Aspettarsi che le regole siano rispettate e che i comportamenti siano adeguati è un controllo positivo che si limita al comportamento e che rientra nel ruolo di un genitore autorevole, quindi positivo.
Imporre il proprio punto di vista, i propri obiettivi e valori senza accettare il confronto è invece una modalità del genitore autoritario, che tende a manipolare il legame e quello che è il vissuto del/la proprio/a figlio/a, siano essi pensieri, desideri, sentimenti.
Un genitore che si comporta in questo modo non è né neutrale né obiettivo. La sua priorità è quello che sente e desidera lui/lei piuttosto che il/la bambino/a.

Le conseguenze di questo stile saranno vissute dal/la bambino/a in modo molto negativo nel sua vita di adulto/a avendo maturato sfiducia nell’autorità, insicurezza profonda, frustrazione e rabbia, che si tradurranno in diversi possibili condotte, senz’altro tutte disadattive.

Cosa muove questo tipo di comportamento in un genitore?
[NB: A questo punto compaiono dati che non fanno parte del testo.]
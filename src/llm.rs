//! Generative-model abstraction and implementations.
//!
//! The pipeline only ever needs one operation, single-shot text generation,
//! modelled by the [`TextGenerator`] trait. Concrete backends:
//! - **[`DisabledGenerator`]**: always fails, so every AI step takes its fallback.
//! - **[`GeminiGenerator`]**: Google `generateContent` API (`GEMINI_API_KEY`).
//! - **[`OpenAIGenerator`]**: OpenAI chat completions API (`OPENAI_API_KEY`).
//!
//! Use [`create_generator`] to build the one named in [`ModelConfig`].
//!
//! # Retry Strategy
//!
//! With the default `max_retries = 0` each call is a single attempt. Larger
//! values retry transient failures with exponential backoff:
//! - HTTP 429 (rate limited) and 5xx (server error) → retry
//! - HTTP 4xx (client error, not 429) → fail immediately
//! - Network errors → retry
//! - Backoff: 1s, 2s, 4s, 8s, 16s, 32s (capped at 2^5)

use anyhow::{anyhow, bail, Result};
use async_trait::async_trait;
use std::sync::Arc;
use std::time::Duration;

use crate::config::ModelConfig;

/// Single-shot text generation.
///
/// Output is untrusted: callers must validate whatever comes back.
#[async_trait]
pub trait TextGenerator: Send + Sync {
    /// Returns the model identifier (e.g. `"gemini-1.5-flash"`).
    fn model_name(&self) -> &str;

    /// Send `prompt` and return the model's raw text response.
    async fn generate(&self, prompt: &str) -> Result<String>;
}

// ============ Disabled ============

/// A generator that refuses every request.
pub struct DisabledGenerator;

#[async_trait]
impl TextGenerator for DisabledGenerator {
    fn model_name(&self) -> &str {
        "disabled"
    }

    async fn generate(&self, _prompt: &str) -> Result<String> {
        bail!("Generative model is disabled")
    }
}

// ============ Gemini ============

/// Google Gemini `generateContent` backend.
pub struct GeminiGenerator {
    client: reqwest::Client,
    api_key: String,
    model: String,
    max_retries: u32,
}

impl GeminiGenerator {
    /// # Errors
    ///
    /// Fails if `model` is unset or `GEMINI_API_KEY` is not in the environment.
    pub fn new(config: &ModelConfig) -> Result<Self> {
        let model = config
            .model
            .clone()
            .ok_or_else(|| anyhow!("model.model required for Gemini provider"))?;
        let api_key = std::env::var("GEMINI_API_KEY")
            .map_err(|_| anyhow!("GEMINI_API_KEY environment variable not set"))?;
        Ok(Self {
            client: build_client(config)?,
            api_key,
            model,
            max_retries: config.max_retries,
        })
    }

    fn request_body(prompt: &str) -> serde_json::Value {
        serde_json::json!({
            "contents": [{ "role": "user", "parts": [{ "text": prompt }] }],
        })
    }
}

#[async_trait]
impl TextGenerator for GeminiGenerator {
    fn model_name(&self) -> &str {
        &self.model
    }

    async fn generate(&self, prompt: &str) -> Result<String> {
        let url = format!(
            "https://generativelanguage.googleapis.com/v1beta/models/{}:generateContent",
            self.model
        );
        let body = Self::request_body(prompt);
        let json = send_with_retry(self.max_retries, "Gemini", || {
            self.client
                .post(&url)
                .header("x-goog-api-key", &self.api_key)
                .json(&body)
        })
        .await?;
        parse_gemini_response(&json)
    }
}

/// Concatenate `candidates[0].content.parts[*].text`.
fn parse_gemini_response(json: &serde_json::Value) -> Result<String> {
    let parts = json
        .pointer("/candidates/0/content/parts")
        .and_then(|p| p.as_array())
        .ok_or_else(|| anyhow!("Invalid Gemini response: missing candidates[0].content.parts"))?;
    let text: String = parts
        .iter()
        .filter_map(|p| p.get("text").and_then(|t| t.as_str()))
        .collect();
    Ok(text)
}

// ============ OpenAI ============

/// OpenAI `POST /v1/chat/completions` backend.
pub struct OpenAIGenerator {
    client: reqwest::Client,
    api_key: String,
    model: String,
    max_retries: u32,
}

impl OpenAIGenerator {
    /// # Errors
    ///
    /// Fails if `model` is unset or `OPENAI_API_KEY` is not in the environment.
    pub fn new(config: &ModelConfig) -> Result<Self> {
        let model = config
            .model
            .clone()
            .ok_or_else(|| anyhow!("model.model required for OpenAI provider"))?;
        let api_key = std::env::var("OPENAI_API_KEY")
            .map_err(|_| anyhow!("OPENAI_API_KEY environment variable not set"))?;
        Ok(Self {
            client: build_client(config)?,
            api_key,
            model,
            max_retries: config.max_retries,
        })
    }
}

#[async_trait]
impl TextGenerator for OpenAIGenerator {
    fn model_name(&self) -> &str {
        &self.model
    }

    async fn generate(&self, prompt: &str) -> Result<String> {
        let body = serde_json::json!({
            "model": self.model,
            "messages": [{ "role": "user", "content": prompt }],
        });
        let json = send_with_retry(self.max_retries, "OpenAI", || {
            self.client
                .post("https://api.openai.com/v1/chat/completions")
                .header("Authorization", format!("Bearer {}", self.api_key))
                .json(&body)
        })
        .await?;
        parse_openai_response(&json)
    }
}

fn parse_openai_response(json: &serde_json::Value) -> Result<String> {
    json.pointer("/choices/0/message/content")
        .and_then(|c| c.as_str())
        .map(str::to_string)
        .ok_or_else(|| anyhow!("Invalid OpenAI response: missing choices[0].message.content"))
}

// ============ Shared plumbing ============

fn build_client(config: &ModelConfig) -> Result<reqwest::Client> {
    Ok(reqwest::Client::builder()
        .timeout(Duration::from_secs(config.timeout_secs))
        .build()?)
}

/// POST a JSON request, retrying transient failures up to `max_retries` times.
async fn send_with_retry<F>(max_retries: u32, provider: &str, build: F) -> Result<serde_json::Value>
where
    F: Fn() -> reqwest::RequestBuilder,
{
    let mut last_err = None;

    for attempt in 0..=max_retries {
        if attempt > 0 {
            // Exponential backoff: 1s, 2s, 4s, 8s, ...
            let delay = Duration::from_secs(1 << (attempt - 1).min(5));
            tracing::debug!(provider, attempt, ?delay, "retrying model call");
            tokio::time::sleep(delay).await;
        }

        match build().send().await {
            Ok(response) => {
                let status = response.status();

                if status.is_success() {
                    return Ok(response.json().await?);
                }

                let body_text = response.text().await.unwrap_or_default();
                if status.as_u16() == 429 || status.is_server_error() {
                    last_err = Some(anyhow!("{} API error {}: {}", provider, status, body_text));
                    continue;
                }

                bail!("{} API error {}: {}", provider, status, body_text);
            }
            Err(e) => {
                last_err = Some(e.into());
                continue;
            }
        }
    }

    Err(last_err.unwrap_or_else(|| anyhow!("{} call failed after retries", provider)))
}

/// Create the [`TextGenerator`] named by `config.provider`.
///
/// | Config Value | Generator |
/// |-------------|-----------|
/// | `"disabled"` | [`DisabledGenerator`] |
/// | `"gemini"` | [`GeminiGenerator`] |
/// | `"openai"` | [`OpenAIGenerator`] |
pub fn create_generator(config: &ModelConfig) -> Result<Arc<dyn TextGenerator>> {
    match config.provider.as_str() {
        "disabled" => Ok(Arc::new(DisabledGenerator)),
        "gemini" => Ok(Arc::new(GeminiGenerator::new(config)?)),
        "openai" => Ok(Arc::new(OpenAIGenerator::new(config)?)),
        other => bail!("Unknown model provider: {}", other),
    }
}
Secondo Bugental e Happaney ci sono tre possibili ragioni:

-1- il genitore sente il rischio costante di perdere potere nel rapporto con i/le figli/e, per cui usa un controllo eccessivo. Percependo un suo scarso potere, vive con ansia la costante possibilità di questa perdita e ne previene le conseguenze interpretando in modo minaccioso il comportamento del/la bambino/a, colpevolizzandolo o con critiche e/o domande canzonatorie;

-2- il desiderio di accettazione ossia il sentirsi meno importante e di valore rispetto a quanto vorrebbe, porta il genitore a un senso di dolore e allo stesso tempo di rabbia per l’ingiustizia da portarlo ad aggredire fisicamente e/o verbalmente come auto-protezione;

-3- il proprio perfezionismo, che porta ad avere degli standard troppo alti per se stessi/e e per i/le propri/e figli/e, per cui la valutazione di sé e degli altri è sempre particolarmente critica. Disapprovazione e rifiuto vengono perciò espressi nei confronti anche dei/le figli/e quando standard così alti non vengono raggiunti.